» **Problem statement**
Please work out how many lines below contain the word "write", and reply with only that number.

------------------------------

//! Tree node addressing, serialization, and verification.

use std::fmt;

use borsh::{BorshDeserialize, BorshSerialize};
use grove_primitives::Hash;
use sha2::{Digest, Sha256};
use thiserror::Error;

/// Number of child slots in an interior node (one per 4-bit branch index).
pub const BRANCH_FACTOR: usize = 16;

/// Maximum tree depth: one nibble of the 256-bit path per level.
pub const MAX_DEPTH: u8 = 64;

/// Maximum serialized size of a single node.
///
/// Bounds what a peer response can make us decode. Anything larger is
/// rejected as malformed before deserialization is attempted.
pub const MAX_NODE_BYTES: usize = 256 * 1024;

/// Positional address of a node within a tree.
///
/// A `(depth, path)` pair: `path` holds one 4-bit branch index per level,
/// and only the first `depth` nibbles are significant. Two nodes at the
/// same position in different versions of a tree share a `NodeId` but not
/// (necessarily) a content hash.
#[derive(
    Clone, Copy, PartialEq, Eq, PartialOrd, Ord, Hash, BorshSerialize, BorshDeserialize,
)]
pub struct NodeId {
    depth: u8,
    path: [u8; 32],
}

impl NodeId {
    /// The address of the root node.
    #[must_use]
    pub const fn root() -> Self {
        Self {
            depth: 0,
            path: [0; 32],
        }
    }

    #[must_use]
    pub const fn depth(&self) -> u8 {
        self.depth
    }

    #[must_use]
    pub const fn is_root(&self) -> bool {
        self.depth == 0
    }

    /// The address of this node's child under `branch`.
    ///
    /// Returns `None` at [`MAX_DEPTH`]; a node that deep advertising
    /// children is violating the protocol.
    ///
    /// # Panics
    ///
    /// Panics if `branch >= BRANCH_FACTOR`. Branch indices come from
    /// iterating a node's child slots, so this is unreachable for
    /// verified nodes.
    #[must_use]
    pub fn child(&self, branch: u8) -> Option<Self> {
        assert!(
            usize::from(branch) < BRANCH_FACTOR,
            "branch index out of range"
        );

        if self.depth >= MAX_DEPTH {
            return None;
        }

        let mut path = self.path;
        let byte = usize::from(self.depth / 2);
        if self.depth % 2 == 0 {
            path[byte] = (branch << 4) | (path[byte] & 0x0f);
        } else {
            path[byte] = (path[byte] & 0xf0) | branch;
        }

        Some(Self {
            depth: self.depth + 1,
            path,
        })
    }

    fn nibble(&self, level: u8) -> u8 {
        let byte = self.path[usize::from(level / 2)];
        if level % 2 == 0 {
            byte >> 4
        } else {
            byte & 0x0f
        }
    }
}

impl fmt::Display for NodeId {
    fn fmt(&self, f: &mut fmt::Formatter<'_>) -> fmt::Result {
        write!(f, "{}@", self.depth)?;
        for level in 0..self.depth {
            write!(f, "{:x}", self.nibble(level))?;
        }
        Ok(())
    }
}

impl fmt::Debug for NodeId {
    fn fmt(&self, f: &mut fmt::Formatter<'_>) -> fmt::Result {
        write!(f, "NodeId({self})")
    }
}

/// A single node of a content-addressed tree.
///
/// The wire form is borsh; the content hash is computed over a
/// domain-separated serialization so a leaf can never collide with an
/// interior node.
#[derive(Clone, Debug, PartialEq, Eq, BorshSerialize, BorshDeserialize)]
pub enum TreeNode {
    /// Interior node: one slot per branch, `None` marks an empty subtree.
    Inner {
        children: [Option<Hash>; BRANCH_FACTOR],
    },

    /// Leaf node: an opaque serialized transaction.
    Leaf { payload: Vec<u8> },
}

impl TreeNode {
    /// Build a leaf over opaque payload bytes.
    #[must_use]
    pub const fn leaf(payload: Vec<u8>) -> Self {
        Self::Leaf { payload }
    }

    /// Build an interior node with no children.
    #[must_use]
    pub const fn empty_inner() -> Self {
        Self::Inner {
            children: [None; BRANCH_FACTOR],
        }
    }

    /// Set the child hash under `branch`, returning the updated node.
    ///
    /// # Panics
    ///
    /// Panics if `branch >= BRANCH_FACTOR` or if called on a leaf.
    #[must_use]
    pub fn with_child(mut self, branch: u8, hash: Hash) -> Self {
        match &mut self {
            Self::Inner { children } => {
                children[usize::from(branch)] = Some(hash);
                self
            }
            Self::Leaf { .. } => panic!("leaf nodes have no children"),
        }
    }

    #[must_use]
    pub const fn is_inner(&self) -> bool {
        matches!(self, Self::Inner { .. })
    }

    #[must_use]
    pub const fn is_leaf(&self) -> bool {
        matches!(self, Self::Leaf { .. })
    }

    /// The leaf payload, if this is a leaf.
    #[must_use]
    pub fn payload(&self) -> Option<&[u8]> {
        match self {
            Self::Leaf { payload } => Some(payload),
            Self::Inner { .. } => None,
        }
    }

    /// Present children as `(branch, hash)` pairs, in branch order.
    #[must_use]
    pub fn children(&self) -> Vec<(u8, Hash)> {
        match self {
            Self::Inner { children } => children
                .iter()
                .enumerate()
                .filter_map(|(branch, child)| child.map(|hash| (branch as u8, hash)))
                .collect(),
            Self::Leaf { .. } => vec![],
        }
    }

    /// Compute the content hash of this node.
    ///
    /// Leaf: `H("leaf" || payload)`. Interior: `H("node" || slot * 16)`
    /// where an empty slot contributes the zero hash.
    #[must_use]
    pub fn content_hash(&self) -> Hash {
        let mut hasher = Sha256::new();

        match self {
            Self::Leaf { payload } => {
                hasher.update(b"leaf");
                hasher.update(payload);
            }
            Self::Inner { children } => {
                hasher.update(b"node");
                for child in children {
                    hasher.update(child.unwrap_or_else(Hash::zero).as_bytes());
                }
            }
        }

        let bytes: [u8; 32] = hasher.finalize().into();
        bytes.into()
    }

    /// Serialize to the wire form.
    pub fn encode(&self) -> std::io::Result<Vec<u8>> {
        borsh::to_vec(self)
    }
}

#[derive(Debug, Error)]
#[non_exhaustive]
pub enum VerifyError {
    #[error("undecodable node bytes")]
    Malformed(#[from] std::io::Error),

    #[error("node exceeds size limit ({len} bytes)")]
    Oversized { len: usize },

    #[error("degenerate node (empty leaf or childless interior)")]
    Degenerate,

    #[error("content hash mismatch: expected {expected}, got {actual}")]
    HashMismatch { expected: Hash, actual: Hash },
}

/// Decode untrusted bytes and check them against the advertised hash.
///
/// This is the only path by which peer-supplied bytes become a
/// [`TreeNode`]: decode failures and hash mismatches are both protocol
/// violations by the responding peer, handled identically by the caller's
/// retry accounting.
pub fn verify_node(expected: &Hash, bytes: &[u8]) -> Result<TreeNode, VerifyError> {
    if bytes.len() > MAX_NODE_BYTES {
        return Err(VerifyError::Oversized { len: bytes.len() });
    }

    let node = TreeNode::try_from_slice(bytes)?;

    let degenerate = match &node {
        TreeNode::Leaf { payload } => payload.is_empty(),
        TreeNode::Inner { children } => children.iter().all(Option::is_none),
    };
    if degenerate {
        return Err(VerifyError::Degenerate);
    }

    let actual = node.content_hash();
    if actual != *expected {
        return Err(VerifyError::HashMismatch {
            expected: *expected,
            actual,
        });
    }

    Ok(node)
}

------------------------------

» **Task response**
3